The second question is which TLR, TLR9, or TLR7 is critical for the role of pDC in lupus pathogenesis. Studies have shown that the pathogenic role of TLR7 in lupus-prone mice is partially dependent on IFNα induction, and TLR9 on the contrary can regulate lupus progression by suppressing TLR7 signaling [178181]. However, pDC-specific TLR7 or TLR9 deficiency in lupus-prone mice has not been reported, as B cells and some other innate immune cell types also express TLR7 and TLR9.

A third question is how to develop new treatment strategies targeting DC populations for lupus. Current treatments for lupus are nonspecific immunosuppressive drugs that suppress general immune responses from both innate and adaptive immune system. Side effects, including increases susceptibility to cancers and/or infections, can be severe. Future direction for lupus treatment should be focused on specific targeting with minimal side effects, where DC are a valuable target. New drugs targeting DC should avoid blocking the mechanism by which they defend against pathogens or cancer cells. Therefore, a better understanding of how DC are activated in lupus versus cancer/infection will be particularly useful.
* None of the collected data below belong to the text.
//! List site content

use anyhow::Result;
use std::fmt::Write;

use crate::content::{Post, PostKind};
use crate::helpers::iso_date;
use crate::routes::Site;
use crate::Folio;

/// Print site content of one type
pub fn run(folio: &Folio, content_type: &str) -> Result<()> {
    let site = Site::load(folio)?;
    print!("{}", render(&site, content_type)?);
    Ok(())
}

/// Listing text for `content_type`
pub fn render(site: &Site, content_type: &str) -> Result<String> {
    let mut out = String::new();

    match content_type {
        "post" | "posts" | "blog" => list_posts(&mut out, site, PostKind::Blog)?,
        "journal" => list_posts(&mut out, site, PostKind::Journal)?,
        "project" | "projects" => {
            writeln!(out, "Projects ({}):", site.projects.len())?;
            for project in site.projects.iter() {
                writeln!(
                    out,
                    "  {} - {} ({}) [{}]",
                    iso_date(&project.date),
                    project.title,
                    project.slug,
                    project.source
                )?;
            }
        }
        "tag" | "tags" => {
            let tags = site.tags();
            writeln!(out, "Tags ({}):", tags.len())?;
            let mut counted: Vec<(&str, usize)> = tags
                .into_iter()
                .map(|tag| (tag, site.blog.iter().filter(|p| p.tags.contains(tag)).count()))
                .collect();
            counted.sort_by(|a, b| b.1.cmp(&a.1).then_with(|| a.0.cmp(b.0)));
            for (tag, count) in counted {
                writeln!(out, "  {} ({})", tag, count)?;
            }
        }
        "route" | "routes" => {
            let routes = site.routes();
            writeln!(out, "Routes ({}):", routes.len())?;
            for route in routes {
                writeln!(out, "  {}", route.path())?;
            }
        }
        _ => {
            anyhow::bail!(
                "Unknown type: {}. Available: post, journal, project, tag, route",
                content_type
            );
        }
    }

    Ok(out)
}

fn list_posts(out: &mut String, site: &Site, kind: PostKind) -> Result<()> {
    let posts: Vec<&Post> = site.posts(kind).iter().collect();
    writeln!(out, "{} ({}):", kind.label(), posts.len())?;
    for post in posts {
        writeln!(
            out,
            "  {} - {} ({}) [{}]",
            iso_date(&post.date),
            post.title,
            post.slug,
            post.source
        )?;
    }
    Ok(())
}

#[cfg(test)]
mod tests {
    use super::*;
    use std::fs;

    fn site() -> (tempfile::TempDir, Site) {
        let dir = tempfile::tempdir().unwrap();
        let posts = dir.path().join("source/_posts");
        fs::create_dir_all(&posts).unwrap();
        fs::write(
            posts.join("a.md"),
            "---\ntitle: A\ndate: 2024-01-02\ntags: [rust, web]\n---\nA",
        )
        .unwrap();
        fs::write(
            posts.join("b.md"),
            "---\ntitle: B\ndate: 2024-01-01\ntags: [rust]\n---\nB",
        )
        .unwrap();
        let folio = Folio::new(dir.path()).unwrap();
        let site = Site::load(&folio).unwrap();
        (dir, site)
    }

    #[test]
    fn test_list_posts_and_tags() {
        let (_dir, site) = site();

        let posts = render(&site, "posts").unwrap();
        assert!(posts.starts_with("Blog (2):\n"));
        assert!(posts.contains("2024-01-02 - A (a) [_posts/a.md]"));

        let tags = render(&site, "tags").unwrap();
        assert_eq!(tags, "Tags (2):\n  rust (2)\n  web (1)\n");
    }

    #[test]
    fn test_list_routes() {
        let (_dir, site) = site();
        let routes = render(&site, "routes").unwrap();
        assert!(routes.contains("  /blog/a/\n"));
        assert!(routes.contains("  /blog/tags/web/\n"));
        assert!(routes.contains("  /contact/\n"));
    }

    #[test]
    fn test_unknown_type() {
        let (_dir, site) = site();
        assert!(render(&site, "categories").is_err());
    }
}
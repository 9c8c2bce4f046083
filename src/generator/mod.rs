//! Generator module - writes the static site using the built-in Tera templates

use anyhow::{Context as _, Result};
use chrono::Datelike;
use std::fs;
use std::path::Path;
use tera::Context;
use walkdir::WalkDir;

use crate::content::body::{render_body, StyleContext};
use crate::content::{Post, PostKind};
use crate::helpers::{
    css, escape_xml, full_url_for, html_escape, iso_date, js, link_to, meta_generator, rfc3339,
    strip_html,
};
use crate::routes::{Listing, Pagination, Route, RouteView, Site};
use crate::templates::{
    nav_links, ClientConfig, NavPost, PostData, ProjectData, SiteData, SocialData,
    TemplateRenderer, STYLE_CSS,
};
use crate::theme::palette_css;
use crate::Folio;

/// Number of entries in the Atom feed
const FEED_ENTRIES: usize = 20;

/// Static site generator
pub struct Generator {
    folio: Folio,
    renderer: TemplateRenderer,
    /// Whether the client runtime talks to the dev server
    live: bool,
}
//! Date helper functions

use chrono::{DateTime, NaiveDate, Utc};

/// Parse an ISO `YYYY-MM-DD` date, tolerating a trailing time part
pub fn parse_iso_date(s: &str) -> Option<NaiveDate> {
    let s = s.trim();
    let date_part = s.get(..10).unwrap_or(s);
    ["%Y-%m-%d", "%Y/%m/%d"]
        .iter()
        .find_map(|fmt| NaiveDate::parse_from_str(date_part, fmt).ok())
}

/// Format a date as `YYYY-MM-DD`
pub fn iso_date(date: &NaiveDate) -> String {
    date.format("%Y-%m-%d").to_string()
}

/// Format a date in full format (like "January 15, 2024")
pub fn full_date(date: &NaiveDate) -> String {
    date.format("%B %-d, %Y").to_string()
}

/// RFC 3339 timestamp at midnight UTC, for feeds
pub fn rfc3339(date: &NaiveDate) -> String {
    date.and_hms_opt(0, 0, 0)
        .map(|dt| DateTime::<Utc>::from_naive_utc_and_offset(dt, Utc).to_rfc3339())
        .unwrap_or_default()
}

/// Estimated minutes to read a text, at least one
pub fn reading_minutes(text: &str) -> usize {
    const WORDS_PER_MINUTE: usize = 200;
    text.split_whitespace().count().div_ceil(WORDS_PER_MINUTE).max(1)
}

#[cfg(test)]
mod tests {
    use super::*;

    #[test]
    fn test_parse_iso_date() {
        let date = NaiveDate::from_ymd_opt(2024, 1, 15).unwrap();
        assert_eq!(parse_iso_date("2024-01-15"), Some(date));
        assert_eq!(parse_iso_date("2024-01-15 10:30:00"), Some(date));
        assert_eq!(parse_iso_date("2024/01/15"), Some(date));
        assert_eq!(parse_iso_date("yesterday"), None);
    }

    #[test]
    fn test_formats() {
        let date = NaiveDate::from_ymd_opt(2024, 1, 5).unwrap();
        assert_eq!(iso_date(&date), "2024-01-05");
        assert_eq!(full_date(&date), "January 5, 2024");
        assert_eq!(rfc3339(&date), "2024-01-05T00:00:00+00:00");
    }

    #[test]
    fn test_reading_minutes() {
        assert_eq!(reading_minutes(""), 1);
        assert_eq!(reading_minutes(&"word ".repeat(401)), 3);
    }
}
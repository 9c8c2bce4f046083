//! Post body renderer
//!
//! Post, journal and project bodies use a small line-oriented dialect rather
//! than full CommonMark:
//!
//! - `![IMAGE:<path>]` embeds an image
//! - `# `, `## `, `### ` start headings (rendered as `h2`..`h4`)
//! - `- ` starts a list item; consecutive items form one list
//! - a blank line separates blocks and renders as a line break
//! - anything else is a paragraph
//!
//! Any text line may contain `**bold**` and `` `code` `` spans.
//!
//! [`parse_body`] turns a body into [`Block`]s and [`render_html`] turns
//! blocks into markup. Both are pure.

mod html;
mod inline;

pub use html::{render_body, render_html};
pub use inline::{parse_inline, plain_text, Inline};

use serde::Serialize;

use crate::config::RendererConfig;
use crate::theme::Palette;

const IMAGE_PREFIX: &str = "![IMAGE:";

/// Styling inputs for rendering a body
#[derive(Debug, Clone, Copy)]
pub struct StyleContext<'a> {
    pub palette: &'a Palette,
    pub renderer: &'a RendererConfig,
    /// Site root prepended to absolute image paths
    pub root: &'a str,
}

/// How an embedded image is emitted
#[derive(Debug, Clone, Copy, PartialEq, Eq, Serialize)]
#[serde(rename_all = "lowercase")]
pub enum ImageKind {
    /// Plain `<img>` tag, hidden when it fails to load
    Raw,
    /// Fixed 800x600 intrinsic size, scaled to the column width
    Optimized,
}

/// An image directive after classification
#[derive(Debug, Clone, PartialEq, Eq, Serialize)]
pub struct ImageBlock {
    pub path: String,
    pub kind: ImageKind,
    pub is_logo: bool,
    pub is_photo: bool,
}

impl ImageBlock {
    /// Classify an image path.
    ///
    /// `.svg` files (any case) use the raw path. A filename containing one of
    /// the logo markers is a logo. Everything that is neither a logo nor an
    /// svg is a photo, so an svg never gets a caption.
    pub fn classify(path: &str, logo_markers: &[String]) -> Self {
        let is_svg = path.to_ascii_lowercase().ends_with(".svg");
        let filename = path.rsplit('/').next().unwrap_or(path);
        let is_logo = logo_markers
            .iter()
            .any(|marker| !marker.is_empty() && filename.contains(marker.as_str()));

        Self {
            path: path.to_string(),
            kind: if is_svg {
                ImageKind::Raw
            } else {
                ImageKind::Optimized
            },
            is_logo,
            is_photo: !is_logo && !is_svg,
        }
    }
}

/// One renderable unit of a body
#[derive(Debug, Clone, PartialEq, Eq, Serialize)]
#[serde(tag = "type", rename_all = "lowercase")]
pub enum Block {
    Heading { level: u8, content: Vec<Inline> },
    Paragraph { content: Vec<Inline> },
    List { items: Vec<Vec<Inline>> },
    Image(ImageBlock),
    Break,
}

/// Parse a body into blocks
pub fn parse_body(body: &str, style: &StyleContext<'_>) -> Vec<Block> {
    if body.is_empty() {
        return Vec::new();
    }

    let mut blocks = Vec::new();
    let mut pending_items: Vec<String> = Vec::new();

    for line in body.split('\n') {
        let trimmed = line.trim();

        if trimmed.starts_with(IMAGE_PREFIX) {
            flush_list(&mut blocks, &mut pending_items);
            match image_path(trimmed) {
                Some(path) => blocks.push(Block::Image(ImageBlock::classify(
                    path,
                    &style.renderer.logo_markers,
                ))),
                None => tracing::trace!("Dropping malformed image directive: {}", trimmed),
            }
        } else if let Some(rest) = trimmed.strip_prefix("# ") {
            flush_list(&mut blocks, &mut pending_items);
            blocks.push(heading(2, rest));
        } else if let Some(rest) = trimmed.strip_prefix("## ") {
            flush_list(&mut blocks, &mut pending_items);
            blocks.push(heading(3, rest));
        } else if let Some(rest) = trimmed.strip_prefix("### ") {
            flush_list(&mut blocks, &mut pending_items);
            blocks.push(heading(4, rest));
        } else if let Some(rest) = trimmed.strip_prefix("- ") {
            pending_items.push(rest.to_string());
        } else if trimmed.is_empty() {
            flush_list(&mut blocks, &mut pending_items);
            // Leading blank lines produce nothing
            if !blocks.is_empty() {
                blocks.push(Block::Break);
            }
        } else {
            flush_list(&mut blocks, &mut pending_items);
            blocks.push(Block::Paragraph {
                content: parse_inline(trimmed),
            });
        }
    }

    flush_list(&mut blocks, &mut pending_items);
    blocks
}

fn heading(level: u8, text: &str) -> Block {
    Block::Heading {
        level,
        content: parse_inline(text),
    }
}

fn flush_list(blocks: &mut Vec<Block>, pending_items: &mut Vec<String>) {
    if pending_items.is_empty() {
        return;
    }
    let items = pending_items.drain(..).map(|item| parse_inline(&item)).collect();
    blocks.push(Block::List { items });
}

/// Path between `IMAGE:` and the first `]`, if the directive has one
fn image_path(directive: &str) -> Option<&str> {
    let rest = &directive[IMAGE_PREFIX.len()..];
    let end = rest.find(']')?;
    let path = rest[..end].trim();
    if path.is_empty() {
        None
    } else {
        Some(path)
    }
}

/// Every image path referenced by a body, in order
pub fn image_paths(body: &str) -> Vec<String> {
    body.split('\n')
        .map(str::trim)
        .filter(|line| line.starts_with(IMAGE_PREFIX))
        .filter_map(image_path)
        .map(str::to_string)
        .collect()
}
//! Generate static files

use anyhow::Result;
use notify_debouncer_mini::{new_debouncer, notify::RecursiveMode};
use std::path::{Path, PathBuf};
use std::sync::mpsc::channel;
use std::time::{Duration, Instant};

use crate::generator::Generator;
use crate::routes::Site;
use crate::Folio;

/// Quiet period before a batch of file changes triggers a rebuild
const DEBOUNCE: Duration = Duration::from_millis(500);

/// Generate the static site
pub fn run(folio: &Folio) -> Result<()> {
    build(folio, false).map(|_| ())
}

/// Load content and write the site, returning what was loaded.
///
/// `live` makes the client runtime follow the dev server's transitions.
pub fn build(folio: &Folio, live: bool) -> Result<Site> {
    let start = Instant::now();

    let site = Site::load(folio)?;
    Generator::new(folio)?.live(live).generate(&site)?;

    tracing::info!(
        "Generated in {:.2}s ({} theme)",
        start.elapsed().as_secs_f64(),
        folio.theme.current()
    );
    Ok(site)
}

/// Watch for file changes and regenerate. Blocks until the watcher stops.
pub fn watch(folio: &Folio) -> Result<()> {
    tracing::info!("Watching for changes. Press Ctrl+C to stop.");
    watch_changes(folio, || run(folio))
}

/// Paths that trigger a rebuild: the source tree and any config file
fn watch_targets(folio: &Folio) -> Vec<(PathBuf, RecursiveMode)> {
    let mut targets = Vec::new();
    if folio.source_dir.exists() {
        targets.push((folio.source_dir.clone(), RecursiveMode::Recursive));
    }
    for name in ["_config.yml", "_config.yaml", "_config.toml"] {
        let config_path = folio.base_dir.join(name);
        if config_path.exists() {
            targets.push((config_path, RecursiveMode::NonRecursive));
        }
    }
    targets
}

/// Call `on_change` after each debounced batch of relevant changes.
///
/// Blocks the calling thread until the watcher's channel closes. A failing
/// `on_change` is logged and watching continues.
pub fn watch_changes<F>(folio: &Folio, mut on_change: F) -> Result<()>
where
    F: FnMut() -> Result<()>,
{
    let (tx, rx) = channel();

    // Create debouncer to avoid multiple rapid rebuilds
    let mut debouncer = new_debouncer(DEBOUNCE, tx)?;
    for (path, mode) in watch_targets(folio) {
        debouncer.watcher().watch(&path, mode)?;
        tracing::debug!("Watching: {:?}", path);
    }

    loop {
        match rx.recv() {
            Ok(Ok(events)) => {
                let relevant: Vec<_> = events
                    .iter()
                    .filter(|e| is_relevant_change(&e.path))
                    .collect();

                if relevant.is_empty() {
                    continue;
                }

                for event in &relevant {
                    tracing::info!("File changed: {}", event.path.display());
                }

                match on_change() {
                    Ok(()) => tracing::info!("Regenerated successfully"),
                    Err(e) => tracing::error!("Generation failed: {:#}", e),
                }
            }
            Ok(Err(e)) => {
                tracing::error!("Watch error: {:?}", e);
            }
            Err(e) => {
                tracing::error!("Channel error: {:?}", e);
                break;
            }
        }
    }

    Ok(())
}

/// Editor droppings and VCS noise do not trigger a rebuild
fn is_relevant_change(path: &Path) -> bool {
    let path_str = path.to_string_lossy();
    !path_str.contains(".git")
        && !path_str.contains(".DS_Store")
        && !path_str.ends_with('~')
        && !path_str.ends_with(".swp")
}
How to translate results obtained from in vitro studies is another question. Through either purifying DC directly from PBMC of SLE patients or in vitro generating moDC, researchers have investigated activation of DC by self-antigens, activation/maturation markers on DC, cytokine production by DC, and the ability of DC to activate T cells. Similar studies have also been done with bone marrow cells or sorted splenic DC from lupus-prone mice. However, the results from different studies are not always consistent or even contradictory to each other, likely due to differences in stimulation protocols. It is also unclear whether in vitro stimulation methods would create the actual environment for DC in SLE patients or lupus-prone mice. In many cases, in vitro studies have revealed that the stimuli for DC activation have to be of certain concentrations or given at specific time points, making it difficult to translate the results.

6. Summary

Based on the reviewed studies above, we summarize how cDC and pDC may be involved in lupus pathogenesis. At the initiation stage of lupus, dysregulated cDC and pDC are activated by accumulated self-antigens (e.g., self-nucleic acids bound with associated molecules) and cytokines in genetically predisposed individuals and accumulate in peripheral immune and nonimmune tissues. Activated pDCs through secreting IFNα then provide immunogenic signals to other immune cells including cDC, monocytes, neutrophils, T cells, and B cells. These leukocytes further promote the activation of pDC and IFNα production. With increasing inflammation, monocytes differentiate into activated cDC, which, together with CDP-derived activated cDC, sustain and amplify primed adaptive immune responses in both immune and nonimmune tissues, thus exacerbating the disease.

Conflict of Interests

The authors declare that there is no conflict of interests regarding the publication of this paper.